How ecash Works Inside

Overview

Like banknotes, ecash can be withdrawn from and deposited to transaction demand deposit accounts. And like banknotes, one person can transfer possession of a given amount of ecash™ to another person. But unlike cash, when a customer pays another customer an electronic bank will play an unobtrusive but essential role. 

To show how it all works we'll explain how a withdrawal works, then follow the ecash in a payment to a merchant. Combining these two transactions, we can then understand why the customer perceives that ecash is paid from person to person without involving any bank. Finally the withdrawal is explained in greater detail to illustrate the 'blind signature' concept, which is the foundation of the privacy feature, and explain why the bank cannot trace it's own money! 
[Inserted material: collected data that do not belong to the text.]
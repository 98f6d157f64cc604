use serde::Serialize;

pub mod handler;
pub mod service;

/// `user_id` liked `message_id`
#[derive(Debug, Clone, PartialEq, Eq, Serialize, sqlx::FromRow)]
pub struct Like {
    pub user_id: i64,
    pub message_id: i64,
}

/// Response for like/unlike actions
#[derive(Debug, Serialize)]
pub struct LikeActionResponse {
    pub liked: bool,
    pub likes_count: i64,
}
use axum::{
    http::StatusCode,
    response::{IntoResponse, Response},
    Json,
};
use serde::Serialize;

/// Envelope shared by every endpoint; failures use the same shape from `AppError`.
#[derive(Serialize)]
pub struct ApiResponse<T> {
    pub success: bool,
    #[serde(skip_serializing_if = "Option::is_none")]
    pub message: Option<String>,
    #[serde(skip_serializing_if = "Option::is_none")]
    pub data: Option<T>,
}

impl<T> ApiResponse<T>
where
    T: Serialize,
{
    /// Creates a success response with data.
    /// Status code defaults to 200 OK.
    pub fn success(data: T) -> Self {
        Self {
            success: true,
            message: None,
            data: Some(data),
        }
    }

    /// Usage: `ApiResponse::success(data).with_status(StatusCode::CREATED)`
    pub fn with_status(self, status: StatusCode) -> ApiResponseWithStatus<T> {
        ApiResponseWithStatus {
            status,
            response: self,
        }
    }

    /// Shorthand for 201 Created response.
    pub fn created(self) -> ApiResponseWithStatus<T> {
        self.with_status(StatusCode::CREATED)
    }
}

#[derive(Serialize)]
pub struct EmptyData;

impl ApiResponse<EmptyData> {
    /// Creates a success response with just a message.
    pub fn ok(message: impl Into<String>) -> Self {
        Self {
            success: true,
            message: Some(message.into()),
            data: None,
        }
    }
}

pub struct ApiResponseWithStatus<T> {
    status: StatusCode,
    response: ApiResponse<T>,
}

impl<T> IntoResponse for ApiResponseWithStatus<T>
where
    T: Serialize,
{
    fn into_response(self) -> Response {
        (self.status, Json(self.response)).into_response()
    }
}

impl<T> IntoResponse for ApiResponse<T>
where
    T: Serialize,
{
    fn into_response(self) -> Response {
        (StatusCode::OK, Json(self)).into_response()
    }
}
Simple Withdrawal of ecash

Figure 1 shows the two participants in the withdrawal transaction: the bank and customer, Alice. The digital coins that have been withdrawn from Alice's account at the bank are on their way to her PC. When they arrive, they will be stored along with some coins she already has on her hard disk. 

Figure 1 - Alice withdraws ecash from her bank account

No physical coins are involved in the actual system of course, but the messages include strings of digits, and each string corresponds to a different digital coin. Each coin has a denomination, or value, so that a purse of digital coins is managed automatically by Alice's ecash software. It decides which denominations to withdraw and which to spend in particular payments. (The ecash software keeps plenty of 'small change', but will prompt the user to contact the bank in the rare event that more change is needed before the next payment, to restructure its purse of coin denominations.) 

An ecash Purchase

Now that Alice has some ecash on her hard drive, she can buy things from Bob's shop (as shown below). 

Having received a payment request from Bob, she agrees by ticking the 'Yes' box. Her ecash software chooses coins with the desired total value from the purse on her hard disk. Then it removes these coins and sends them over the network to Bob's shop. When it receives the coins, Bob's software automatically sends them on to the bank and waits for acceptance before sending the goods to Alice along with a receipt. 

Figure 2 - Alice buys something from Bob

To ensure that each coin is used only once, the bank records the serial number of each coin in its spent coin database. If the coin serial number is already recorded, the bank has detected someone trying to spend the coin more than once and informs Bob that it is a worthless copy. If, as will be the usual case, no such serial number has been recorded, the bank stores it at that position and informs Bob that the coin is valid and the deposit is accepted. 

Person-to-Person Cash

When a consumer receives a payment, the process could be the same. But some people may prefer that when they receive money, it be made available on their hard disk immediately, ready for spending; just like when someone hands them a five dollar bill. This user preference can be realized as depicted in Figure 3. 

The only difference between this payment from Alice to another consumer, Cindy, and the one Alice paid to Bob's shop in Figure 2, is what happens after the bank accepts the cash. In Figure 3, Cindy has configured her software to request the bank to withdraw the ecash she has just deposited and send it back to her PC as soon as the coins are accepted. (Actually Cindy's bank will check with Alice's bank to make sure that the coins deposited are good.) Now when Alice sends Cindy five dollars, new coins are immediately available to spend from Cindy's PC. 

Figure 3 - person-to-person payment

How Privacy Is Protected

In the simple withdrawal of Figure 1, the bank created unique blank digital coins, validated them with its special digital stamp, and supplied them to Alice. This would normally allow the bank (at least in principle) to recognize the particular coins when they are later accepted in a payment. And this would tell the bank exactly which payments were made by Alice. 

By using 'blind signatures, a feature unique to ecash, the bank can be prevented from recognizing the coins as having come from a particular account. The idea is shown in Figure 4. Instead of the bank creating a blank coin, Alice's computer creates the coin itself at random. Then it hides the coin in a special digital envelope and sends it off to the bank. The bank withdraws one dollar from Alice's account and makes its special 'worth-one-dollar' digital validation like an embossed stamp on the envelope before returning it to Alice's computer. 

Figure 4 - Alice sends her coin for signature by the bank

Like an emboss, the blind signature mechanism lets the validating signature be applied through the envelope. When Alice's computer removes the envelope, it has obtained a coin of its own choice, validated by the bank's stamp. When she spends the coin, the bank must honor it and accept it as a valid payment because of the stamp. But because the bank is unable to recognize the coin, since it was hidden in the envelope when it was stamped, the bank cannot tell who made the payment. The bank which signed can verify that it made the signature, but it cannot link it back to a particular object or owner.